Source data =
+++

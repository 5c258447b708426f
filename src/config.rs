use serde::{Deserialize, Serialize};
use std::path::Path;

use crate::error::{Result, ScanError};

/// Tunable parameters for the scan pipeline.
#[derive(Debug, Clone, PartialEq, Serialize, Deserialize)]
#[serde(default)]
pub struct ScanConfig {
    /// Scale applied to the input before detection (1.0 keeps the original size).
    pub resize_factor: f32,
    /// Side length of the Gaussian kernel. Must be odd.
    pub blur_kernel_size: u32,
    /// Standard deviation of the Gaussian kernel.
    pub blur_sigma: f32,
    /// Canny hysteresis low threshold.
    pub canny_low: f32,
    /// Canny hysteresis high threshold.
    pub canny_high: f32,
    /// Side length of the square structuring element used to close edge gaps. Must be odd.
    pub dilate_kernel_size: u32,
    /// Polygon approximation tolerance as a fraction of each contour's perimeter.
    pub epsilon_factor: f64,
}

impl Default for ScanConfig {
    fn default() -> Self {
        Self {
            resize_factor: 0.3,
            blur_kernel_size: 3,
            blur_sigma: 3.0,
            canny_low: 50.0,
            canny_high: 100.0,
            dilate_kernel_size: 3,
            epsilon_factor: 0.02,
        }
    }
}

impl ScanConfig {
    /// Load a JSON config file. Missing fields take their default value.
    pub fn from_file(path: impl AsRef<Path>) -> Result<Self> {
        let raw = std::fs::read_to_string(path.as_ref())?;
        let config: Self = serde_json::from_str(&raw)?;
        tracing::debug!(path = %path.as_ref().display(), ?config, "Loaded scan config");
        Ok(config)
    }

    pub fn with_resize_factor(mut self, factor: f32) -> Self {
        self.resize_factor = factor;
        self
    }

    /// Check that every field is in range.
    pub fn validate(&self) -> Result<()> {
        if !self.resize_factor.is_finite() || self.resize_factor <= 0.0 {
            return Err(ScanError::Config(format!(
                "resize_factor must be positive, got {}",
                self.resize_factor
            )));
        }
        if self.blur_kernel_size == 0 || self.blur_kernel_size % 2 == 0 {
            return Err(ScanError::Config(format!(
                "blur_kernel_size must be odd, got {}",
                self.blur_kernel_size
            )));
        }
        if !self.blur_sigma.is_finite() || self.blur_sigma <= 0.0 {
            return Err(ScanError::Config(format!(
                "blur_sigma must be positive, got {}",
                self.blur_sigma
            )));
        }
        if self.canny_low < 0.0 || self.canny_low > self.canny_high {
            return Err(ScanError::Config(format!(
                "canny thresholds must satisfy 0 <= low <= high, got {}/{}",
                self.canny_low, self.canny_high
            )));
        }
        if self.dilate_kernel_size == 0 || self.dilate_kernel_size % 2 == 0 {
            return Err(ScanError::Config(format!(
                "dilate_kernel_size must be odd, got {}",
                self.dilate_kernel_size
            )));
        }
        // Chebyshev radius is stored as u8 by imageproc
        if self.dilate_kernel_size / 2 > u8::MAX as u32 {
            return Err(ScanError::Config(format!(
                "dilate_kernel_size too large: {}",
                self.dilate_kernel_size
            )));
        }
        if !(self.epsilon_factor > 0.0 && self.epsilon_factor < 1.0) {
            return Err(ScanError::Config(format!(
                "epsilon_factor must be in (0, 1), got {}",
                self.epsilon_factor
            )));
        }
        Ok(())
    }
}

+++

What to produce = Lines of the listing above that contain the word "Deserialize" must all be copied.

Written response =
use serde::{Deserialize, Serialize};
#[derive(Debug, Clone, PartialEq, Serialize, Deserialize)]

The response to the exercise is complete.